### Required work
Using the records that follow, copy every line containing the word "ticks".

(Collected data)
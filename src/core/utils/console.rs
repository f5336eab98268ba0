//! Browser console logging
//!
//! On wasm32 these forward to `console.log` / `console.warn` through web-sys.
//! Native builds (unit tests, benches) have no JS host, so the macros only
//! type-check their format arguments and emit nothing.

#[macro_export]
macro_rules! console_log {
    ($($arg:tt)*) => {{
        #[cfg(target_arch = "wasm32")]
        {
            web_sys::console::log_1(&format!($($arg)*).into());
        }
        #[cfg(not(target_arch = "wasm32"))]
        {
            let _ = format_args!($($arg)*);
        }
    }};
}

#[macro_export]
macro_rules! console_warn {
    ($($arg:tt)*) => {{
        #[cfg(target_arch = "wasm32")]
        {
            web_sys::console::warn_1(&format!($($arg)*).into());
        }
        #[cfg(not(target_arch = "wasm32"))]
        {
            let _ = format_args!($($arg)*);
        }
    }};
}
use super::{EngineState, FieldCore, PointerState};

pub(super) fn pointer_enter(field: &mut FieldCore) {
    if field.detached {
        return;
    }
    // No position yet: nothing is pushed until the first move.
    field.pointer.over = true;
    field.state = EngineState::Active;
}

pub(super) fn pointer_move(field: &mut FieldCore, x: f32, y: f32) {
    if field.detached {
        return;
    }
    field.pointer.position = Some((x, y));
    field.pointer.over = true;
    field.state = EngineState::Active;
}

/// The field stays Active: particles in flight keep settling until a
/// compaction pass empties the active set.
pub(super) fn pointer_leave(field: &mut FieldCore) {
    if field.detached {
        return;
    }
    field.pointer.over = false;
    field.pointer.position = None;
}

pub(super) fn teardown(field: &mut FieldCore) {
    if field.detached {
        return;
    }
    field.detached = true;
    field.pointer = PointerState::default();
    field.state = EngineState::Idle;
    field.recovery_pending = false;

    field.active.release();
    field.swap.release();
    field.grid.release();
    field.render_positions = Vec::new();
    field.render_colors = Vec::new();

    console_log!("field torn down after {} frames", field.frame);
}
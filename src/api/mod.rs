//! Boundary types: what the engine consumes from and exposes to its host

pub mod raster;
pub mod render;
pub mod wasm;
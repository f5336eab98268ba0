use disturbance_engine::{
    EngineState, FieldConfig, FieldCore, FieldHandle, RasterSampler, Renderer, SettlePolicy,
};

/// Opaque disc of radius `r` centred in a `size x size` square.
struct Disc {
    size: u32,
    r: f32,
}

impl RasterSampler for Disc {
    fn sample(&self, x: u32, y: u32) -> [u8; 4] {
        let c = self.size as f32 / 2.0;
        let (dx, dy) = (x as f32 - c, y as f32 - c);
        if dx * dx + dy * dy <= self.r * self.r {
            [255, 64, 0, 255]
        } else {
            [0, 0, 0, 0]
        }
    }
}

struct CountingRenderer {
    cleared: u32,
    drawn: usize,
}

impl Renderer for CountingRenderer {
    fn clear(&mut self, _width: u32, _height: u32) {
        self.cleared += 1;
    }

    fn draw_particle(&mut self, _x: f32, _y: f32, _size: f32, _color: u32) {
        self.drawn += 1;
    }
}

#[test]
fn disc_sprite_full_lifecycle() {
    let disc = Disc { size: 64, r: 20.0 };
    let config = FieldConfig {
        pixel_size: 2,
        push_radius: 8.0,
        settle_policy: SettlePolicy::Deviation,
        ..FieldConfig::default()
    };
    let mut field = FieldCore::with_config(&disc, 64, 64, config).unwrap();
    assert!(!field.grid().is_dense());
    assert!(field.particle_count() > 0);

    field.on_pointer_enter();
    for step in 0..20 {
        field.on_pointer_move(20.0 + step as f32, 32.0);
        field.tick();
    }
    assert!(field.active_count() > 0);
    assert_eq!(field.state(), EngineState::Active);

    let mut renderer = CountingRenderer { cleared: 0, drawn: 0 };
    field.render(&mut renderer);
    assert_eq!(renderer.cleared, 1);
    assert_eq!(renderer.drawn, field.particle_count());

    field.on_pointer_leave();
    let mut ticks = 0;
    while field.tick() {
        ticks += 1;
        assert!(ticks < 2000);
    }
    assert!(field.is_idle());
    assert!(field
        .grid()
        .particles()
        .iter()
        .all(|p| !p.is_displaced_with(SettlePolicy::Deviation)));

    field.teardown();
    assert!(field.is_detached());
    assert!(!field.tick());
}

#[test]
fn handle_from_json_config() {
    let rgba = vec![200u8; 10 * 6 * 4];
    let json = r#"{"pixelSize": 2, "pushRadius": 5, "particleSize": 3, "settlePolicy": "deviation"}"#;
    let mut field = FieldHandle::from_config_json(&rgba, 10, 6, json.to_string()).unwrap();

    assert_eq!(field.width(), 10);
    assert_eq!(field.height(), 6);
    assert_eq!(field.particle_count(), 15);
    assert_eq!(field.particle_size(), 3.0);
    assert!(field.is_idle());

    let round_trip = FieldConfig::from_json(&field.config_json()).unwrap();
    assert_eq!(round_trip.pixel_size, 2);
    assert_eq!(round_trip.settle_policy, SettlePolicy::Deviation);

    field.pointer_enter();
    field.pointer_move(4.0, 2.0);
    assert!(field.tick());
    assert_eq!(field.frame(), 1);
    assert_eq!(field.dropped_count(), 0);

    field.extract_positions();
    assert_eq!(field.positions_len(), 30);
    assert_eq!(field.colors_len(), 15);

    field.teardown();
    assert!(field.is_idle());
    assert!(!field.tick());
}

### Solution to the problem
    let mut ticks = 0;
        ticks += 1;
        assert!(ticks < 2000);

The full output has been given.